# HOW TO COMPLETE THIS TASK
If a line below contains the word "https", count it. Please give the total and nothing else.

*** Opening RECORDS SUPPLIED ***

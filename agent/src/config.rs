//! Configuration management

use anyhow::{Context, Result};
use std::env;
use std::path::PathBuf;

use aegis_circuit::PdaSeeds;

/// 0.05 scaled by 1e10
pub const DEFAULT_YIELD_THRESHOLD: i128 = 500_000_000;

#[derive(Clone, Debug)]
pub struct Config {
    pub rpc_url: String,
    pub program_id: String,
    pub wallet_keypair_path: PathBuf,
    /// Pyth price feed id
    pub asset_id: String,
    pub hermes_url: String,
    pub poll_interval_seconds: u64,
    pub hedge_cooldown_seconds: u64,
    pub max_staleness_seconds: u64,
    pub price_history_len: usize,
    pub yield_threshold: i128,
    pub model_path: Option<PathBuf>,
    /// Hex vault key; a fresh key is generated per process when unset
    pub vault_key: Option<String>,
    pub dry_run: bool,
    pub position_seed: String,
    pub config_seed: String,
}

impl Config {
    pub fn from_env() -> Result<Self> {
        Self::from_lookup(|key| env::var(key).ok())
    }

    /// Build from any key lookup; unset keys fall back to defaults
    pub fn from_lookup(lookup: impl Fn(&str) -> Option<String>) -> Result<Self> {
        let var = |key: &str, default: &str| lookup(key).unwrap_or_else(|| default.to_string());
        let home = lookup("HOME");

        let poll_interval_seconds: u64 = var("POLL_INTERVAL_SECONDS", "60")
            .parse()
            .context("Invalid POLL_INTERVAL_SECONDS")?;
        anyhow::ensure!(
            poll_interval_seconds > 0,
            "Invalid POLL_INTERVAL_SECONDS: must be at least 1"
        );

        Ok(Self {
            rpc_url: var("RPC_URL", "https://api.devnet.solana.com"),

            program_id: var("PROGRAM_ID", "55XeLRYQTn24sEDvTxM2UfDQp8z8oZ7mA8DSkFmD2kzN"),

            wallet_keypair_path: expand_home(
                &var("WALLET_KEYPAIR_PATH", "~/.config/solana/id.json"),
                home.as_deref(),
            ),

            // SOL/USD
            asset_id: var(
                "ASSET_ID",
                "0xef0d8b6fda2ceba41da15d4095d1da392a0d2f8ed0c6c7bc0f4cfac8c280b56d",
            ),

            hermes_url: var("HERMES_URL", "https://hermes.pyth.network"),

            poll_interval_seconds,

            hedge_cooldown_seconds: var("HEDGE_COOLDOWN_SECONDS", "3600")
                .parse()
                .context("Invalid HEDGE_COOLDOWN_SECONDS")?,

            max_staleness_seconds: var("MAX_STALENESS_SECONDS", "60")
                .parse()
                .context("Invalid MAX_STALENESS_SECONDS")?,

            price_history_len: var("PRICE_HISTORY_LEN", "5")
                .parse()
                .context("Invalid PRICE_HISTORY_LEN")?,

            yield_threshold: var("YIELD_THRESHOLD", &DEFAULT_YIELD_THRESHOLD.to_string())
                .parse()
                .context("Invalid YIELD_THRESHOLD")?,

            model_path: lookup("MODEL_PATH").map(|p| expand_home(&p, home.as_deref())),

            vault_key: lookup("VAULT_KEY"),

            dry_run: var("DRY_RUN", "false")
                .parse()
                .context("Invalid DRY_RUN")?,

            position_seed: var("POSITION_SEED", "position"),

            config_seed: var("CONFIG_SEED", "config"),
        })
    }

    pub fn pda_seeds(&self) -> PdaSeeds {
        PdaSeeds {
            position: self.position_seed.as_bytes().to_vec(),
            config: self.config_seed.as_bytes().to_vec(),
        }
    }
}

fn expand_home(path: &str, home: Option<&str>) -> PathBuf {
    match (path.strip_prefix("~/"), home) {
        (Some(rest), Some(home)) => PathBuf::from(home).join(rest),
        _ => PathBuf::from(path),
    }
}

*** Closing RECORDS SUPPLIED ***

# EXERCISE RESPONSE
2